The Keppel Union School District is a school district that serves the far eastern parts of the city of Palmdale, California, USA, and its immediate suburbs including Littlerock, Pearblossom, Sun Village, Llano, and Lake Los Angeles.

The Keppel Union School District has approximately 3,100 students enrolled in 6 schools:
 5 elementary schools
 1 junior high school
 1 Alternative school

The Keppel Union School District is only serving kindergarten through the 8th grade.
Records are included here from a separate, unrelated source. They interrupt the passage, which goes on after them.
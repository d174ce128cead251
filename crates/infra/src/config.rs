//! Queue configuration.

use std::time::Duration;

use tracing::warn;

pub const POLL_INTERVAL_ENV: &str = "BLACKROCK_POLL_INTERVAL_MS";
pub const AUTO_RECOVER_ENV: &str = "BLACKROCK_AUTO_RECOVER";
pub const PERSIST_ATTEMPTS_ENV: &str = "BLACKROCK_PERSIST_ATTEMPTS";

/// Queue-wide settings.
#[derive(Debug, Clone, PartialEq, Eq)]
pub struct BlackrockConfig {
    /// Fixed delay between attempts of a rock (and before the first one when
    /// an initial delay is requested).
    pub poll_interval: Duration,
    /// Run the recovery sweep from `init()`.
    pub auto_recover_on_start: bool,
    /// How many times `processed = true` is written after a successful run
    /// before giving up.
    pub persist_attempts: u32,
    /// Pause between those writes.
    pub persist_retry_delay: Duration,
}

impl Default for BlackrockConfig {
    fn default() -> Self {
        Self {
            poll_interval: Duration::from_secs(30),
            auto_recover_on_start: true,
            persist_attempts: 3,
            persist_retry_delay: Duration::from_secs(1),
        }
    }
}

impl BlackrockConfig {
    /// Defaults overridden by any valid `BLACKROCK_*` variables.
    ///
    /// Unparseable values are logged and ignored.
    pub fn from_env() -> Self {
        Self::from_lookup(|key| std::env::var(key).ok())
    }

    fn from_lookup(lookup: impl Fn(&str) -> Option<String>) -> Self {
        let mut config = Self::default();

        if let Some(raw) = lookup(POLL_INTERVAL_ENV) {
            match raw.trim().parse::<u64>() {
                Ok(ms) if ms > 0 => config.poll_interval = Duration::from_millis(ms),
                _ => warn!(var = POLL_INTERVAL_ENV, value = %raw, "ignoring invalid poll interval"),
            }
        }

        if let Some(raw) = lookup(AUTO_RECOVER_ENV) {
            match parse_bool(&raw) {
                Some(flag) => config.auto_recover_on_start = flag,
                None => warn!(var = AUTO_RECOVER_ENV, value = %raw, "ignoring invalid flag"),
            }
        }

        if let Some(raw) = lookup(PERSIST_ATTEMPTS_ENV) {
            match raw.trim().parse::<u32>() {
                Ok(n) if n > 0 => config.persist_attempts = n,
                _ => warn!(var = PERSIST_ATTEMPTS_ENV, value = %raw, "ignoring invalid attempt count"),
            }
        }

        config
    }

    pub fn with_poll_interval(mut self, interval: Duration) -> Self {
        self.poll_interval = interval;
        self
    }

    pub fn with_auto_recover(mut self, enabled: bool) -> Self {
        self.auto_recover_on_start = enabled;
        self
    }

    pub fn with_persist_attempts(mut self, attempts: u32) -> Self {
        self.persist_attempts = attempts.max(1);
        self
    }

    pub fn with_persist_retry_delay(mut self, delay: Duration) -> Self {
        self.persist_retry_delay = delay;
        self
    }
}

fn parse_bool(raw: &str) -> Option<bool> {
    match raw.trim().to_ascii_lowercase().as_str() {
        "1" | "true" | "yes" | "on" => Some(true),
        "0" | "false" | "no" | "off" => Some(false),
        _ => None,
    }
}
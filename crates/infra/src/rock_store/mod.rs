//! Durable, versioned rock storage.
//!
//! Every write appends a full snapshot of the rock record under the next
//! version; reads see the latest version of each rock (last write wins).

pub mod in_memory;
pub mod postgres;
pub mod query;
pub mod r#trait;

pub use in_memory::InMemoryRockStore;
pub use postgres::PostgresRockStore;
pub use query::RockFilter;
pub use r#trait::{RockStore, RockStoreError, StoredRock};
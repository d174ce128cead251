//! Command execution: runs the named action a rock carries.

use std::collections::HashMap;
use std::future::Future;
use std::pin::Pin;
use std::sync::Arc;

use async_trait::async_trait;
use serde_json::Value as JsonValue;
use thiserror::Error;

/// Why an action attempt failed.
///
/// Both variants count as a failed attempt for retry purposes.
#[derive(Debug, Error)]
pub enum CommandError {
    #[error("no handler registered for action '{0}'")]
    NoHandler(String),

    #[error("action '{action}' failed: {source}")]
    Failed {
        action: String,
        #[source]
        source: anyhow::Error,
    },
}

/// Executes an action by name. Opaque to the queue; side effects are the
/// action's business.
#[async_trait]
pub trait CommandExecutor: Send + Sync {
    async fn execute(&self, action: &str, args: Option<JsonValue>) -> Result<JsonValue, CommandError>;
}

#[async_trait]
impl<X> CommandExecutor for Arc<X>
where
    X: CommandExecutor + ?Sized,
{
    async fn execute(&self, action: &str, args: Option<JsonValue>) -> Result<JsonValue, CommandError> {
        (**self).execute(action, args).await
    }
}

type HandlerFuture = Pin<Box<dyn Future<Output = anyhow::Result<JsonValue>> + Send>>;

/// Action handler function type.
pub type CommandHandler = Arc<dyn Fn(Option<JsonValue>) -> HandlerFuture + Send + Sync>;

/// Name-routed executor.
///
/// Lookup order: exact name, then `"prefix.*"` category patterns
/// (`"mail.*"` matches `"mail.send"`), then the `"*"` wildcard.
#[derive(Default, Clone)]
pub struct CommandRegistry {
    handlers: HashMap<String, CommandHandler>,
}

impl CommandRegistry {
    pub fn new() -> Self {
        Self::default()
    }

    /// Register a handler for an action name or pattern.
    pub fn register<F, Fut>(&mut self, pattern: impl Into<String>, handler: F)
    where
        F: Fn(Option<JsonValue>) -> Fut + Send + Sync + 'static,
        Fut: Future<Output = anyhow::Result<JsonValue>> + Send + 'static,
    {
        let handler: CommandHandler = Arc::new(move |args| Box::pin(handler(args)));
        self.handlers.insert(pattern.into(), handler);
    }

    /// Builder form of `register`.
    pub fn with_handler<F, Fut>(mut self, pattern: impl Into<String>, handler: F) -> Self
    where
        F: Fn(Option<JsonValue>) -> Fut + Send + Sync + 'static,
        Fut: Future<Output = anyhow::Result<JsonValue>> + Send + 'static,
    {
        self.register(pattern, handler);
        self
    }

    fn get_handler(&self, action: &str) -> Option<&CommandHandler> {
        if let Some(h) = self.handlers.get(action) {
            return Some(h);
        }

        // Longest matching category wins so "mail.bulk.*" beats "mail.*".
        let category = self
            .handlers
            .iter()
            .filter_map(|(pattern, handler)| {
                let prefix = pattern.strip_suffix(".*")?;
                let rest = action.strip_prefix(prefix)?;
                rest.starts_with('.').then_some((prefix.len(), handler))
            })
            .max_by_key(|(len, _)| *len)
            .map(|(_, handler)| handler);
        if category.is_some() {
            return category;
        }

        self.handlers.get("*")
    }
}

impl std::fmt::Debug for CommandRegistry {
    fn fmt(&self, f: &mut std::fmt::Formatter<'_>) -> std::fmt::Result {
        let mut patterns: Vec<_> = self.handlers.keys().collect();
        patterns.sort();
        f.debug_struct("CommandRegistry")
            .field("patterns", &patterns)
            .finish()
    }
}

#[async_trait]
impl CommandExecutor for CommandRegistry {
    async fn execute(&self, action: &str, args: Option<JsonValue>) -> Result<JsonValue, CommandError> {
        let handler = self
            .get_handler(action)
            .cloned()
            .ok_or_else(|| CommandError::NoHandler(action.to_string()))?;

        handler(args).await.map_err(|source| CommandError::Failed {
            action: action.to_string(),
            source,
        })
    }
}
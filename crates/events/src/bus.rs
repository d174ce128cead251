//! Event publishing/subscription abstraction (mechanics only).
//!
//! The bus is **best-effort**: it distributes notifications to whoever is
//! listening right now and reports how many receivers it reached. It stores
//! nothing; the rock store is the source of truth.
//!
//! "Undeliverable" is not an error. A publish that reached zero receivers
//! returns `Ok(Delivery::undeliverable())` and the caller decides whether that
//! deserves a warning.

use std::sync::Arc;

use tokio::sync::mpsc::UnboundedReceiver;
use tokio::sync::mpsc::error::TryRecvError;

/// How many receivers a publish reached.
#[derive(Debug, Copy, Clone, PartialEq, Eq)]
pub struct Delivery {
    receivers: usize,
}

impl Delivery {
    pub fn to(receivers: usize) -> Self {
        Self { receivers }
    }

    pub fn undeliverable() -> Self {
        Self { receivers: 0 }
    }

    pub fn receivers(&self) -> usize {
        self.receivers
    }

    pub fn is_delivered(&self) -> bool {
        self.receivers > 0
    }
}

/// A subscription to a bus.
///
/// Each subscription gets its own copy of every message published after it
/// was created (broadcast semantics). Dropping the subscription unsubscribes.
#[derive(Debug)]
pub struct Subscription<M> {
    receiver: UnboundedReceiver<M>,
}

impl<M> Subscription<M> {
    pub fn new(receiver: UnboundedReceiver<M>) -> Self {
        Self { receiver }
    }

    /// Wait for the next message. `None` once the bus is gone.
    pub async fn recv(&mut self) -> Option<M> {
        self.receiver.recv().await
    }

    /// Try to receive a message without waiting.
    pub fn try_recv(&mut self) -> Result<M, TryRecvError> {
        self.receiver.try_recv()
    }
}

/// Transport-agnostic pub/sub bus.
///
/// `publish` must not block on consumers. Implementations must be safe to
/// share across tasks (`Send + Sync`).
pub trait EventBus<M>: Send + Sync {
    type Error: core::fmt::Debug + core::fmt::Display + Send + Sync + 'static;

    fn publish(&self, message: M) -> Result<Delivery, Self::Error>;

    fn subscribe(&self) -> Subscription<M>;
}

impl<M, B> EventBus<M> for Arc<B>
where
    B: EventBus<M> + ?Sized,
{
    type Error = B::Error;

    fn publish(&self, message: M) -> Result<Delivery, Self::Error> {
        (**self).publish(message)
    }

    fn subscribe(&self) -> Subscription<M> {
        (**self).subscribe()
    }
}
//! Domain error model.

use thiserror::Error;

/// Result type used across the domain layer.
pub type DomainResult<T> = Result<T, DomainError>;

/// Domain-level error.
///
/// Deterministic failures only (malformed identities, illegal transitions,
/// version conflicts). Storage and runtime failures live in `blackrock-infra`.
#[derive(Debug, Error, Clone, PartialEq, Eq)]
pub enum DomainError {
    /// A value failed validation (e.g. an empty action name).
    #[error("validation failed: {0}")]
    Validation(String),

    /// An identifier was invalid (e.g. parse failure or wrong namespace).
    #[error("invalid identifier: {0}")]
    InvalidId(String),

    /// A conflict occurred (e.g. stale record version).
    #[error("conflict: {0}")]
    Conflict(String),
}

impl DomainError {
    pub fn validation(msg: impl Into<String>) -> Self {
        Self::Validation(msg.into())
    }

    pub fn invalid_id(msg: impl Into<String>) -> Self {
        Self::InvalidId(msg.into())
    }

    pub fn conflict(msg: impl Into<String>) -> Self {
        Self::Conflict(msg.into())
    }
}
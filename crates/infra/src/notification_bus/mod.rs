//! Infrastructure-backed buses for `RockProcessed` notifications.
//!
//! The bus abstraction lives in `blackrock-events`; in-process queues use its
//! `InMemoryEventBus`. This module adds transports that reach other processes.

#[cfg(feature = "redis")]
pub mod redis_pubsub;

#[cfg(feature = "redis")]
pub use redis_pubsub::{RedisBusError, RedisPubSubNotificationBus};
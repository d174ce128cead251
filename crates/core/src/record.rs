//! The durable rock record and its state transitions.
//!
//! Transitions here are pure: they mutate in-memory state only. Persisting a
//! new version is the job actor's responsibility (`blackrock-infra`).

use serde::{Deserialize, Serialize};
use serde_json::Value as JsonValue;

use crate::aggregate::AggregateRoot;
use crate::budget::RetryBudget;
use crate::error::{DomainError, DomainResult};
use crate::id::RockId;

/// Soft-delete lifecycle flag.
#[derive(Debug, Copy, Clone, PartialEq, Eq, Default, Serialize, Deserialize)]
#[serde(rename_all = "snake_case")]
pub enum RockStatus {
    #[default]
    Published,
    Trashed,
}

impl RockStatus {
    pub fn as_str(self) -> &'static str {
        match self {
            RockStatus::Published => "published",
            RockStatus::Trashed => "trashed",
        }
    }

    pub fn parse(s: &str) -> DomainResult<Self> {
        match s {
            "published" => Ok(RockStatus::Published),
            "trashed" => Ok(RockStatus::Trashed),
            other => Err(DomainError::validation(format!("unknown rock status '{other}'"))),
        }
    }
}

/// The action a rock executes: a logical name and optional parameters.
#[derive(Debug, Clone, PartialEq, Serialize, Deserialize)]
pub struct RockAction {
    pub name: String,
    #[serde(default, skip_serializing_if = "Option::is_none")]
    pub args: Option<JsonValue>,
}

impl RockAction {
    pub fn new(name: impl Into<String>) -> Self {
        Self {
            name: name.into(),
            args: None,
        }
    }

    pub fn with_args(mut self, args: JsonValue) -> Self {
        self.args = Some(args);
        self
    }
}

/// Durable, versioned state of one rock.
#[derive(Debug, Clone, PartialEq, Serialize, Deserialize)]
#[serde(rename_all = "camelCase")]
pub struct RockRecord {
    id: RockId,
    status: RockStatus,
    event_scope: String,
    action: Option<RockAction>,
    processed: bool,
    retries: RetryBudget,

    /// Version of the stored snapshot this state was loaded from or last
    /// written as. Assigned by the store, never serialized in the payload.
    #[serde(skip)]
    version: u64,
}

impl RockRecord {
    /// Fresh, never-persisted record: published, not processed, no action yet.
    pub fn new(id: RockId) -> Self {
        Self {
            id,
            status: RockStatus::Published,
            event_scope: String::new(),
            action: None,
            processed: false,
            retries: RetryBudget::Unlimited,
            version: 0,
        }
    }

    pub fn status(&self) -> RockStatus {
        self.status
    }

    pub fn event_scope(&self) -> &str {
        &self.event_scope
    }

    pub fn action(&self) -> Option<&RockAction> {
        self.action.as_ref()
    }

    pub fn processed(&self) -> bool {
        self.processed
    }

    pub fn retries(&self) -> RetryBudget {
        self.retries
    }

    pub fn is_trashed(&self) -> bool {
        self.status == RockStatus::Trashed
    }

    /// Whether the recovery sweep may reactivate this record.
    pub fn is_recoverable(&self) -> bool {
        self.status == RockStatus::Published
            && !self.processed
            && !self.retries.is_exhausted()
            && self.action.is_some()
    }

    /// Re-arm the rock with a new action and retry policy.
    ///
    /// Always clears any prior completed/trashed state.
    pub fn upsert(
        &mut self,
        event_scope: impl Into<String>,
        action: RockAction,
        retries: RetryBudget,
    ) -> DomainResult<()> {
        if action.name.trim().is_empty() {
            return Err(DomainError::validation("action name must not be empty"));
        }

        self.event_scope = event_scope.into();
        self.action = Some(action);
        self.retries = retries;
        self.processed = false;
        self.status = RockStatus::Published;
        Ok(())
    }

    pub fn done(&mut self) {
        self.processed = true;
    }

    pub fn trash(&mut self) {
        self.status = RockStatus::Trashed;
    }

    /// Record the budget left after a failed attempt.
    pub fn record_failure(&mut self, remaining: RetryBudget) {
        self.retries = remaining;
    }

    pub fn set_version(&mut self, version: u64) {
        self.version = version;
    }

    pub fn at_version(mut self, version: u64) -> Self {
        self.version = version;
        self
    }
}

impl AggregateRoot for RockRecord {
    type Id = RockId;

    fn id(&self) -> &Self::Id {
        &self.id
    }

    fn version(&self) -> u64 {
        self.version
    }
}
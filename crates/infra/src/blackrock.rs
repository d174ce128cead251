//! Queue facade: `hurl`, `break_rock` and `init`.
//!
//! Owns the map from `RockId` to live actors. Actors are created on demand
//! and removed when they ask to be retired (`KillTheRock`), so the map only
//! holds rocks that are processing or were touched recently.

use std::collections::HashMap;
use std::future::Future;
use std::sync::atomic::{AtomicBool, Ordering};
use std::sync::{Arc, Mutex, MutexGuard, PoisonError, Weak};

use serde_json::Value as JsonValue;
use tokio::task::JoinHandle;
use tracing::{debug, error, info};

use blackrock_core::{RetryBudget, RockAction, RockId};
use blackrock_events::{EventBus, EventEnvelope, InMemoryEventBus, KillTheRock, Subscription};

use crate::command::CommandExecutor;
use crate::config::BlackrockConfig;
use crate::error::RockError;
use crate::rock::{Rock, RockContext};
use crate::rock_store::RockStore;

/// What `hurl` did with the request.
#[derive(Debug, Copy, Clone, PartialEq, Eq)]
pub enum Hurl {
    /// The rock was re-armed and its launcher scheduled.
    Launched,
    /// The rock is processing; the request was dropped.
    Busy,
    /// The rock was re-armed with a zero retry budget, so nothing runs.
    Exhausted,
}

struct Inner<B> {
    ctx: Arc<RockContext<B>>,
    rocks: Mutex<HashMap<RockId, Rock<B>>>,
}

impl<B> Inner<B> {
    fn rocks(&self) -> MutexGuard<'_, HashMap<RockId, Rock<B>>> {
        self.rocks.lock().unwrap_or_else(PoisonError::into_inner)
    }

    fn drain(&self) -> Vec<Rock<B>> {
        let mut rocks = self.rocks();
        rocks.drain().map(|(_, rock)| rock).collect()
    }
}

impl<B> Inner<B>
where
    B: EventBus<EventEnvelope<JsonValue>> + 'static,
{
    /// Live actor for `id`, replacing one that was retired meanwhile.
    fn rock_for(&self, id: &RockId) -> Rock<B> {
        let mut rocks = self.rocks();
        match rocks.get(id) {
            Some(rock) if !rock.is_retired() => rock.clone(),
            _ => {
                let rock = Rock::new(id.clone(), self.ctx.clone());
                rocks.insert(id.clone(), rock.clone());
                rock
            }
        }
    }

    fn lookup(&self, id: &RockId) -> Option<Rock<B>> {
        let rocks = self.rocks();
        rocks.get(id).cloned()
    }

    /// Drop `rock` from the map unless another actor took its place.
    fn forget(&self, rock: &Rock<B>) {
        let mut rocks = self.rocks();
        if rocks.get(rock.id()).is_some_and(|current| current.same_actor(rock)) {
            rocks.remove(rock.id());
        }
    }

    /// Run `op` against the live actor, retrying on a fresh actor if the one
    /// it got was retired underneath it.
    async fn with_rock<T, F, Fut>(&self, id: &RockId, op: F) -> Result<T, RockError>
    where
        F: Fn(Rock<B>) -> Fut,
        Fut: Future<Output = Result<T, RockError>>,
    {
        loop {
            match op(self.rock_for(id)).await {
                Err(RockError::Retired(_)) => {
                    debug!(rock_id = %id, "actor retired mid-call; retrying on a fresh one");
                }
                other => return other,
            }
        }
    }

    async fn handle_kill(&self, signal: KillTheRock) {
        let Some(rock) = self.lookup(&signal.id) else {
            return;
        };
        if rock.retire(signal.force).await {
            self.forget(&rock);
            debug!(rock_id = %signal.id, force = signal.force, "rock retired");
        }
    }
}

/// Durable retry queue.
///
/// `B` is the bus `RockProcessed` notifications are published on, as JSON
/// envelopes.
pub struct Blackrock<B> {
    inner: Arc<Inner<B>>,
    initialized: AtomicBool,
    listener: Mutex<Option<JoinHandle<()>>>,
}

impl<B> Blackrock<B>
where
    B: EventBus<EventEnvelope<JsonValue>> + 'static,
{
    pub fn new(
        store: Arc<dyn RockStore>,
        executor: Arc<dyn CommandExecutor>,
        notifications: Arc<B>,
        config: BlackrockConfig,
    ) -> Self {
        let ctx = Arc::new(RockContext {
            store,
            executor,
            notifications,
            kill: Arc::new(InMemoryEventBus::new()),
            config,
        });
        Self {
            inner: Arc::new(Inner {
                ctx,
                rocks: Mutex::new(HashMap::new()),
            }),
            initialized: AtomicBool::new(false),
            listener: Mutex::new(None),
        }
    }

    pub fn config(&self) -> &BlackrockConfig {
        &self.inner.ctx.config
    }

    /// Boot the queue: start listening for `KillTheRock` and, if enabled,
    /// run the recovery sweep.
    ///
    /// Only the first call does anything; it returns how many rocks were
    /// reactivated. Later calls return `Ok(0)`.
    pub async fn init(&self) -> Result<usize, RockError> {
        if self.initialized.swap(true, Ordering::SeqCst) {
            return Ok(0);
        }

        let handle = tokio::spawn(listen(
            Arc::downgrade(&self.inner),
            self.inner.ctx.kill.subscribe(),
        ));
        if let Ok(mut listener) = self.listener.lock() {
            *listener = Some(handle);
        }

        if !self.inner.ctx.config.auto_recover_on_start {
            info!("automatic recovery disabled");
            return Ok(0);
        }
        self.recover().await
    }

    /// Reactivate every pending rock found in the store, each with an initial
    /// delay of one poll interval.
    ///
    /// A rock that fails to reactivate is logged and skipped; a failing
    /// store scan is returned.
    pub async fn recover(&self) -> Result<usize, RockError> {
        let pending = self.inner.ctx.store.pending_ids().await?;
        info!(pending = pending.len(), "recovering pending rocks");

        let mut recovered = 0;
        for id in pending {
            let result = self
                .inner
                .with_rock(&id, |rock| async move {
                    rock.create().await?;
                    rock.process(true).await
                })
                .await;
            match result {
                Ok(true) => recovered += 1,
                Ok(false) => {}
                Err(e) => error!(rock_id = %id, error = %e, "failed to recover rock"),
            }
        }

        info!(recovered, "recovery complete");
        Ok(recovered)
    }

    /// Enqueue (or re-enqueue) an action under `base_id`. `retries` of
    /// `None` retries until the action succeeds.
    ///
    /// Returns once the launcher is scheduled, without waiting for the
    /// action. A rock that is still processing is left alone and
    /// `Hurl::Busy` is returned; `retries` of `Some(0)` stores the rock
    /// without running it and returns `Hurl::Exhausted`.
    pub async fn hurl(
        &self,
        base_id: &str,
        event_scope: &str,
        action_name: &str,
        action_args: Option<JsonValue>,
        retries: Option<u32>,
    ) -> Result<Hurl, RockError> {
        let id = RockId::parse_base(base_id)?;
        let mut action = RockAction::new(action_name);
        action.args = action_args;
        let retries = RetryBudget::from_option(retries);

        self.inner
            .with_rock(&id, |rock| {
                let action = action.clone();
                async move {
                    rock.create().await?;
                    if !rock.upsert(event_scope, action, retries).await? {
                        return Ok(Hurl::Busy);
                    }
                    if rock.process(false).await? {
                        Ok(Hurl::Launched)
                    } else {
                        Ok(Hurl::Exhausted)
                    }
                }
            })
            .await
    }

    /// Cancel the rock under `base_id` and dispose its actor.
    pub async fn break_rock(&self, base_id: &str) -> Result<(), RockError> {
        let id = RockId::parse_base(base_id)?;

        let rock = self
            .inner
            .with_rock(&id, |rock| async move {
                rock.create().await?;
                rock.trash().await?;
                Ok(rock)
            })
            .await?;

        // Trash is done; the actor can go.
        if rock.retire(false).await {
            self.inner.forget(&rock);
        }
        Ok(())
    }

    /// Live actor for `base_id`, created on demand.
    pub fn rock(&self, base_id: &str) -> Result<Rock<B>, RockError> {
        let id = RockId::parse_base(base_id)?;
        Ok(self.inner.rock_for(&id))
    }

    /// Bus carrying `KillTheRock` signals. Publish `KillTheRock::force(id)`
    /// on it to tear an actor down even while it is processing.
    pub fn kill_signal(&self) -> Arc<InMemoryEventBus<KillTheRock>> {
        self.inner.ctx.kill.clone()
    }

    /// Ids of rocks that currently have an in-memory actor.
    pub fn active_rocks(&self) -> Vec<RockId> {
        let rocks = self.inner.rocks();
        let mut ids: Vec<_> = rocks.keys().cloned().collect();
        ids.sort();
        ids
    }

    /// Dispose every actor and stop listening for kill signals.
    ///
    /// Durable state is untouched; pending rocks resume on the next boot.
    pub async fn shutdown(&self) {
        if let Ok(mut listener) = self.listener.lock() {
            if let Some(handle) = listener.take() {
                handle.abort();
            }
        }

        let rocks = self.inner.drain();
        let count = rocks.len();
        for rock in rocks {
            rock.dispose().await;
        }
        info!(disposed = count, "queue shut down");
    }
}

impl<B> Drop for Blackrock<B> {
    fn drop(&mut self) {
        if let Ok(mut listener) = self.listener.lock() {
            if let Some(handle) = listener.take() {
                handle.abort();
            }
        }
        // Launchers are owned by their pump tasks, not by the map.
        for rock in self.inner.drain() {
            rock.stop_now();
        }
    }
}

async fn listen<B>(inner: Weak<Inner<B>>, mut signals: Subscription<KillTheRock>)
where
    B: EventBus<EventEnvelope<JsonValue>> + 'static,
{
    while let Some(signal) = signals.recv().await {
        let Some(inner) = inner.upgrade() else {
            break;
        };
        inner.handle_kill(signal).await;
    }
    debug!("kill signal listener stopped");
}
All high school level education (9th - 12th grades) in the metropolitan area is provided by the Antelope Valley Union High School District.

List of schools

Elementary Schools 
Alpine Elementary School (K through 8th grade)
Antelope Elementary School (K through 8th grade)
Gibson Elementary School (K through 8th grade)
[www.keppel.k12.ca.us/schools/lake-los-angeles/ Lake Los Angeles School] (K through 8th grade)
Pearblossom Elementary School (K through 8th grade)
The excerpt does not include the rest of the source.